[WHAT THE TASK ASKS] The required output is the line with "keys.push(key.clone());" and each line that follows it to the end of the entries below, copied exactly and with nothing added.

□ □ □

impl Keyspace {
    pub(crate) fn new() -> Self {
        Self::default()
    }

    /// Seed a key with a value loaded from a persistent backend.
    #[cfg(feature = "kv")]
    pub(crate) fn load(&mut self, key: String, value: Value) {
        self.entries.insert(key, value);
    }

    /// Current value of a key, if any.
    #[cfg(feature = "kv")]
    pub(crate) fn value(&self, key: &str) -> Option<&Value> {
        self.entries.get(key)
    }

    fn typed(&self, key: &str, expected: ValueKind) -> StorageResult<Option<&Value>> {
        match self.entries.get(key) {
            Some(v) if v.kind() != expected => Err(wrong_type(key, expected, v)),
            other => Ok(other),
        }
    }

    fn hash(&self, key: &str) -> StorageResult<Option<&BTreeMap<String, String>>> {
        Ok(match self.typed(key, ValueKind::Hash)? {
            Some(Value::Hash(h)) => Some(h),
            _ => None,
        })
    }

    fn set(&self, key: &str) -> StorageResult<Option<&BTreeSet<String>>> {
        Ok(match self.typed(key, ValueKind::Set)? {
            Some(Value::Set(s)) => Some(s),
            _ => None,
        })
    }

    fn list(&self, key: &str) -> StorageResult<Option<&VecDeque<String>>> {
        Ok(match self.typed(key, ValueKind::List)? {
            Some(Value::List(l)) => Some(l),
            _ => None,
        })
    }

    fn zset(&self, key: &str) -> StorageResult<Option<&BTreeMap<String, f64>>> {
        Ok(match self.typed(key, ValueKind::SortedSet)? {
            Some(Value::SortedSet(z)) => Some(z),
            _ => None,
        })
    }

    fn hash_mut(&mut self, key: &str) -> StorageResult<&mut BTreeMap<String, String>> {
        match self
            .entries
            .entry(key.to_string())
            .or_insert_with(|| Value::Hash(BTreeMap::new()))
        {
            Value::Hash(h) => Ok(h),
            other => Err(wrong_type(key, ValueKind::Hash, other)),
        }
    }

    fn set_mut(&mut self, key: &str) -> StorageResult<&mut BTreeSet<String>> {
        match self
            .entries
            .entry(key.to_string())
            .or_insert_with(|| Value::Set(BTreeSet::new()))
        {
            Value::Set(s) => Ok(s),
            other => Err(wrong_type(key, ValueKind::Set, other)),
        }
    }

    fn list_mut(&mut self, key: &str) -> StorageResult<&mut VecDeque<String>> {
        match self
            .entries
            .entry(key.to_string())
            .or_insert_with(|| Value::List(VecDeque::new()))
        {
            Value::List(l) => Ok(l),
            other => Err(wrong_type(key, ValueKind::List, other)),
        }
    }

    fn zset_mut(&mut self, key: &str) -> StorageResult<&mut BTreeMap<String, f64>> {
        match self
            .entries
            .entry(key.to_string())
            .or_insert_with(|| Value::SortedSet(BTreeMap::new()))
        {
            Value::SortedSet(z) => Ok(z),
            other => Err(wrong_type(key, ValueKind::SortedSet, other)),
        }
    }

    /// Drop a collection that became empty.
    fn prune(&mut self, key: &str) {
        if self.entries.get(key).is_some_and(Value::is_empty) {
            self.entries.remove(key);
        }
    }

    /// Answer a read-only command.
    pub(crate) fn query(&self, command: &Command) -> StorageResult<Reply> {
        match command {
            Command::Get { key } => Ok(match self.typed(key, ValueKind::String)? {
                Some(Value::String(s)) => Reply::Bulk(s.clone()),
                _ => Reply::Nil,
            }),
            Command::Exists { key } => Ok(bool_reply(self.entries.contains_key(key))),
            Command::Type { key } => Ok(Reply::Bulk(
                self.entries
                    .get(key)
                    .map_or("none", |v| v.kind().as_str())
                    .to_string(),
            )),
            Command::Scan {
                cursor,
                pattern,
                count,
                kind,
            } => self.scan(*cursor, pattern.as_deref(), *count, *kind),
            Command::HGet { key, field } => Ok(self
                .hash(key)?
                .and_then(|h| h.get(field))
                .map_or(Reply::Nil, |v| Reply::Bulk(v.clone()))),
            Command::HGetAll { key } => Ok(Reply::Array(
                self.hash(key)?
                    .into_iter()
                    .flatten()
                    .flat_map(|(f, v)| [Reply::Bulk(f.clone()), Reply::Bulk(v.clone())])
                    .collect(),
            )),
            Command::HLen { key } => Ok(count_reply(self.hash(key)?.map_or(0, BTreeMap::len))),
            Command::SMembers { key } => Ok(Reply::Array(
                self.set(key)?
                    .into_iter()
                    .flatten()
                    .map(|m| Reply::Bulk(m.clone()))
                    .collect(),
            )),
            Command::SIsMember { key, member } => Ok(bool_reply(
                self.set(key)?.is_some_and(|s| s.contains(member)),
            )),
            Command::SCard { key } => Ok(count_reply(self.set(key)?.map_or(0, BTreeSet::len))),
            Command::SRandMember { key, count } => {
                let mut rng = rand::thread_rng();
                let sample = self
                    .set(key)?
                    .map(|s| s.iter().choose_multiple(&mut rng, *count))
                    .unwrap_or_default();
                Ok(Reply::Array(
                    sample.into_iter().map(|m| Reply::Bulk(m.clone())).collect(),
                ))
            },
            Command::LRange { key, start, stop } => {
                let Some(list) = self.list(key)? else {
                    return Ok(Reply::Array(Vec::new()));
                };
                let items = normalize_range(*start, *stop, list.len())
                    .map(|(lo, hi)| {
                        list.range(lo..=hi)
                            .map(|v| Reply::Bulk(v.clone()))
                            .collect()
                    })
                    .unwrap_or_default();
                Ok(Reply::Array(items))
            },
            Command::LLen { key } => Ok(count_reply(self.list(key)?.map_or(0, VecDeque::len))),
            Command::ZScore { key, member } => Ok(self
                .zset(key)?
                .and_then(|z| z.get(member))
                .map_or(Reply::Nil, |s| Reply::Float(*s))),
            Command::ZRange {
                key,
                start,
                stop,
                with_scores,
            } => {
                let Some(zset) = self.zset(key)? else {
                    return Ok(Reply::Array(Vec::new()));
                };
                let ranked = ranked(zset);
                let items = normalize_range(*start, *stop, ranked.len())
                    .map(|(lo, hi)| {
                        ranked[lo..=hi]
                            .iter()
                            .map(|(m, s)| {
                                if *with_scores {
                                    Reply::Array(vec![Reply::Bulk((*m).clone()), Reply::Float(*s)])
                                } else {
                                    Reply::Bulk((*m).clone())
                                }
                            })
                            .collect()
                    })
                    .unwrap_or_default();
                Ok(Reply::Array(items))
            },
            Command::ZCard { key } => Ok(count_reply(self.zset(key)?.map_or(0, BTreeMap::len))),
            other => Err(StorageError::Internal(format!(
                "{} is not a read-only command",
                other.name()
            ))),
        }
    }

    /// Apply any command, mutating the keyspace for writes.
    #[allow(clippy::too_many_lines)]
    pub(crate) fn apply(&mut self, command: Command) -> StorageResult<Reply> {
        if command.is_read_only() {
            return self.query(&command);
        }
        match command {
            Command::Set { key, value } => {
                self.entries.insert(key, Value::String(value));
                Ok(Reply::Ok)
            },
            Command::Del { keys } => {
                let removed = keys
                    .iter()
                    .filter(|k| self.entries.remove(k.as_str()).is_some())
                    .count();
                Ok(count_reply(removed))
            },
            Command::Rename { from, to } => {
                let value = self
                    .entries
                    .remove(&from)
                    .ok_or_else(|| StorageError::NoSuchKey(from.clone()))?;
                self.entries.insert(to, value);
                Ok(Reply::Ok)
            },
            Command::HSet { key, field, value } => {
                let inserted = self.hash_mut(&key)?.insert(field, value).is_none();
                Ok(bool_reply(inserted))
            },
            Command::HDel { key, field } => {
                let removed = match self.entries.get_mut(&key) {
                    Some(Value::Hash(h)) => h.remove(&field).is_some(),
                    Some(other) => return Err(wrong_type(&key, ValueKind::Hash, other)),
                    None => false,
                };
                self.prune(&key);
                Ok(bool_reply(removed))
            },
            Command::SAdd { key, member } => {
                let inserted = self.set_mut(&key)?.insert(member);
                Ok(bool_reply(inserted))
            },
            Command::SRem { key, member } => {
                let removed = match self.entries.get_mut(&key) {
                    Some(Value::Set(s)) => s.remove(&member),
                    Some(other) => return Err(wrong_type(&key, ValueKind::Set, other)),
                    None => false,
                };
                self.prune(&key);
                Ok(bool_reply(removed))
            },
            Command::RPush { key, value } => {
                let list = self.list_mut(&key)?;
                list.push_back(value);
                Ok(count_reply(list.len()))
            },
            Command::LRem { key, count, value } => {
                let removed = match self.entries.get_mut(&key) {
                    Some(Value::List(l)) => remove_from_list(l, count, &value),
                    Some(other) => return Err(wrong_type(&key, ValueKind::List, other)),
                    None => 0,
                };
                self.prune(&key);
                Ok(count_reply(removed))
            },
            Command::ZAdd { key, score, member } => {
                if score.is_nan() {
                    return Err(StorageError::Internal("score is not a number".to_string()));
                }
                let inserted = self.zset_mut(&key)?.insert(member, score).is_none();
                Ok(bool_reply(inserted))
            },
            Command::ZRem { key, member } => {
                let removed = match self.entries.get_mut(&key) {
                    Some(Value::SortedSet(z)) => z.remove(&member).is_some(),
                    Some(other) => return Err(wrong_type(&key, ValueKind::SortedSet, other)),
                    None => false,
                };
                self.prune(&key);
                Ok(bool_reply(removed))
            },
            other => self.query(&other),
        }
    }

    fn scan(
        &self,
        cursor: u64,
        pattern: Option<&str>,
        count: usize,
        kind: Option<ValueKind>,
    ) -> StorageResult<Reply> {
        let matcher = pattern.map(pattern::compile).transpose()?;
        let after = self.cursors.resume(cursor)?;
        let lower = after.as_deref().map_or(Bound::Unbounded, Bound::Excluded);
        let count = count.max(1);

        let mut last: Option<&str> = None;
        let mut keys = Vec::new();
        for (key, value) in self
            .entries
            .range::<str, _>((lower, Bound::Unbounded))
            .take(count)
        {
            last = Some(key);
            if kind.is_some_and(|k| value.kind() != k) {
                continue;
            }
            if matcher.as_ref().is_some_and(|m| !m.is_match(key)) {
                continue;
            }
            keys.push(key.clone());
        }

        let cursor = match last {
            Some(last)
                if self
                    .entries
                    .range::<str, _>((Bound::Excluded(last), Bound::Unbounded))
                    .next()
                    .is_some() =>
            {
                self.cursors.park(last.to_string())?
            },
            _ => 0,
        };
        Ok(Reply::Scan { cursor, keys })
    }
}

□ □ □

[EXERCISE ANSWER]
            keys.push(key.clone());
        }

        let cursor = match last {
            Some(last)
                if self
                    .entries
                    .range::<str, _>((Bound::Excluded(last), Bound::Unbounded))
                    .next()
                    .is_some() =>
            {
                self.cursors.park(last.to_string())?
            },
            _ => 0,
        };
        Ok(Reply::Scan { cursor, keys })
    }
}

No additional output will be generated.